**WORK ITEM:**
Scan the data for "failed" and copy the lines it appears in.

----

//! sri-loader: fetch risk factors, persist the weekly panel and build the Systemic Risk Index.
//!
//! Usage:
//!   cargo run -p sri-loader -- fetch                    # download + normalize + save
//!   cargo run -p sri-loader -- index --tail 52          # read back, build SRI, print last 52 weeks
//!   cargo run -p sri-loader -- run --output data/sri.csv
//!
//! Configuration comes from the environment (or `.env`): FRED_API_KEY, SRI_FACTORS,
//! SRI_START_DATE, SRI_DATA_PATH, SRI_REFERENCE_FACTOR, SRI_REFERENCE_POLICY,
//! SRI_WEEKLY_ANCHOR, SRI_RETRY_ATTEMPTS, SRI_RETRY_BASE_MS, SRI_HTTP_TIMEOUT_SECS.

use anyhow::{Context, Result};
use chrono::NaiveDate;
use clap::{Args, Parser, Subcommand};
use risk_data::{normalize, persist, Acquirer};
use sri_core::{RiskPanel, SriConfig, SriError};
use sri_index::{load_index, IndexOptions, IndexOutcome};
use std::path::PathBuf;

/// Weeks shown by default, matching the dashboard's display window.
const DEFAULT_TAIL: usize = 90;

#[derive(Debug, Parser)]
#[command(name = "sri-loader", version, about = "Systemic Risk Index pipeline")]
struct Cli {
    /// Persisted panel location (overrides SRI_DATA_PATH)
    #[arg(long, global = true)]
    data: Option<PathBuf>,

    /// First date to request from providers, YYYY-MM-DD (overrides SRI_START_DATE)
    #[arg(long, global = true)]
    start: Option<NaiveDate>,

    #[command(subcommand)]
    command: Command,
}

#[derive(Debug, Subcommand)]
enum Command {
    /// Download, normalize and save the weekly risk factor panel
    Fetch,
    /// Build the SRI from the saved panel
    Index(IndexArgs),
    /// Fetch, then index
    Run(IndexArgs),
}

#[derive(Debug, Args)]
struct IndexArgs {
    /// Number of most recent weeks to print
    #[arg(long, default_value_t = DEFAULT_TAIL)]
    tail: usize,

    /// Also save the panel with its SRI column here
    #[arg(long)]
    output: Option<PathBuf>,

    /// Print the trailing window as JSON instead of a table
    #[arg(long)]
    json: bool,
}

#[tokio::main(flavor = "current_thread")]
async fn main() -> Result<()> {
    dotenvy::dotenv().ok();
    tracing_subscriber::fmt()
        .with_env_filter(
            tracing_subscriber::EnvFilter::try_from_default_env()
                .unwrap_or_else(|_| "sri_loader=info,risk_data=info,sri_index=info".into()),
        )
        .init();

    let cli = Cli::parse();

    let mut config = SriConfig::from_env().context("invalid configuration")?;
    if let Some(path) = cli.data {
        config.data_path = path;
    }
    if let Some(start) = cli.start {
        config.start_date = start;
    }

    match cli.command {
        Command::Fetch => fetch(&config).await,
        Command::Index(args) => index(&config, &args),
        Command::Run(args) => {
            fetch(&config).await?;
            index(&config, &args)
        }
    }
}

async fn fetch(config: &SriConfig) -> Result<()> {
    let acquirer = Acquirer::from_config(config).context("cannot set up data sources")?;

    tracing::info!(
        "Downloading {:?} since {}",
        config.factor_names(),
        config.start_date
    );
    let raw = acquirer
        .fetch_raw(&config.factors, config.start_date)
        .await
        .context("download failed")?;

    let weekly = normalize(&raw, config.weekly_anchor)?;
    persist(&weekly, &config.data_path)
        .with_context(|| format!("cannot save panel to {}", config.data_path.display()))?;

    tracing::info!("Data saved successfully to {}", config.data_path.display());
    Ok(())
}

fn index(config: &SriConfig, args: &IndexArgs) -> Result<()> {
    let options = IndexOptions::from(config);
    let outcome = match load_index(&config.data_path, &config.factor_names(), &options) {
        Ok(outcome) => outcome,
        Err(SriError::MissingFile(path)) => {
            anyhow::bail!(
                "no saved panel at {}; run `sri-loader fetch` first",
                path.display()
            );
        }
        Err(e) => return Err(e).context("index construction failed"),
    };

    report(&outcome);

    if let Some(output) = &args.output {
        persist(outcome.panel(), output)
            .with_context(|| format!("cannot save indexed panel to {}", output.display()))?;
    }

    let window = outcome.panel().tail(args.tail);
    if args.json {
        println!("{}", serde_json::to_string_pretty(&window)?);
    } else {
        print!("{}", render_table(&window));
    }
    Ok(())
}

fn report(outcome: &IndexOutcome) {
    match outcome {
        IndexOutcome::Computed {
            component,
            sign_flipped,
            ..
        } => {
            let loadings: Vec<String> = component
                .loadings
                .iter()
                .map(|(name, l)| format!("{}={:+.3}", name, l))
                .collect();
            tracing::info!(
                "First component: {} (explained {:.1}%, sign flipped: {})",
                loadings.join(" "),
                component.explained_variance_ratio * 100.0,
                sign_flipped
            );
        }
        IndexOutcome::Degraded { panel } => {
            tracing::warn!(
                "SRI undefined: none of the configured factors are in the panel (columns {:?})",
                panel.column_names()
            );
        }
    }

    if let Some((date, cells)) = outcome.panel().latest() {
        let sri = cells
            .iter()
            .find(|(name, _)| *name == sri_core::SRI_COLUMN)
            .and_then(|(_, v)| *v);
        match sri {
            Some(v) => tracing::info!("Latest SRI ({}): {:.1}", date, v),
            None => tracing::info!("Latest SRI ({}): undefined", date),
        }
    }
}

/// Fixed-width text table of a panel; undefined cells print as `-`.
fn render_table(panel: &RiskPanel) -> String {
    let names = panel.column_names();
    let width = names.iter().map(|n| n.len()).max().unwrap_or(0).max(10);

    let mut out = format!("{:<10}", sri_core::DATE_COLUMN);
    for name in &names {
        out.push_str(&format!(" {:>width$}", name, width = width));
    }
    out.push('\n');

    for (row, date) in panel.dates().iter().enumerate() {
        out.push_str(&date.format("%Y-%m-%d").to_string());
        for column in panel.columns() {
            let cell = match column.values[row] {
                Some(v) => format!("{:.2}", v),
                None => "-".to_string(),
            };
            out.push_str(&format!(" {:>width$}", cell, width = width));
        }
        out.push('\n');
    }
    out
}

#[cfg(test)]
mod tests {
    use super::*;
    use clap::CommandFactory;
    use sri_core::Column;

    #[test]
    fn test_cli_definition() {
        Cli::command().debug_assert();
    }

    #[test]
    fn test_cli_parses_global_overrides() {
        let cli = Cli::try_parse_from([
            "sri-loader",
            "index",
            "--tail",
            "12",
            "--data",
            "/tmp/panel.csv",
            "--start",
            "2010-01-01",
        ])
        .unwrap();

        assert_eq!(cli.data, Some(PathBuf::from("/tmp/panel.csv")));
        assert_eq!(cli.start, NaiveDate::from_ymd_opt(2010, 1, 1));
        match cli.command {
            Command::Index(args) => {
                assert_eq!(args.tail, 12);
                assert!(args.output.is_none());
                assert!(!args.json);
            }
            other => panic!("unexpected command {:?}", other),
        }
    }

    #[test]
    fn test_render_table() {
        let panel = RiskPanel::new(
            vec![NaiveDate::from_ymd_opt(2024, 1, 5).unwrap()],
            vec![
                Column::new("VIX", vec![Some(13.456)]),
                Column::new("SRI", vec![None]),
            ],
        )
        .unwrap();

        let table = render_table(&panel);
        let lines: Vec<&str> = table.lines().collect();
        assert_eq!(lines.len(), 2);
        assert!(lines[0].starts_with("Date"));
        assert!(lines[1].starts_with("2024-01-05"));
        assert!(lines[1].contains("13.46"));
        assert!(lines[1].trim_end().ends_with('-'));
    }
}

----

**ANSWER:**
        .context("download failed")?;
        Err(e) => return Err(e).context("index construction failed"),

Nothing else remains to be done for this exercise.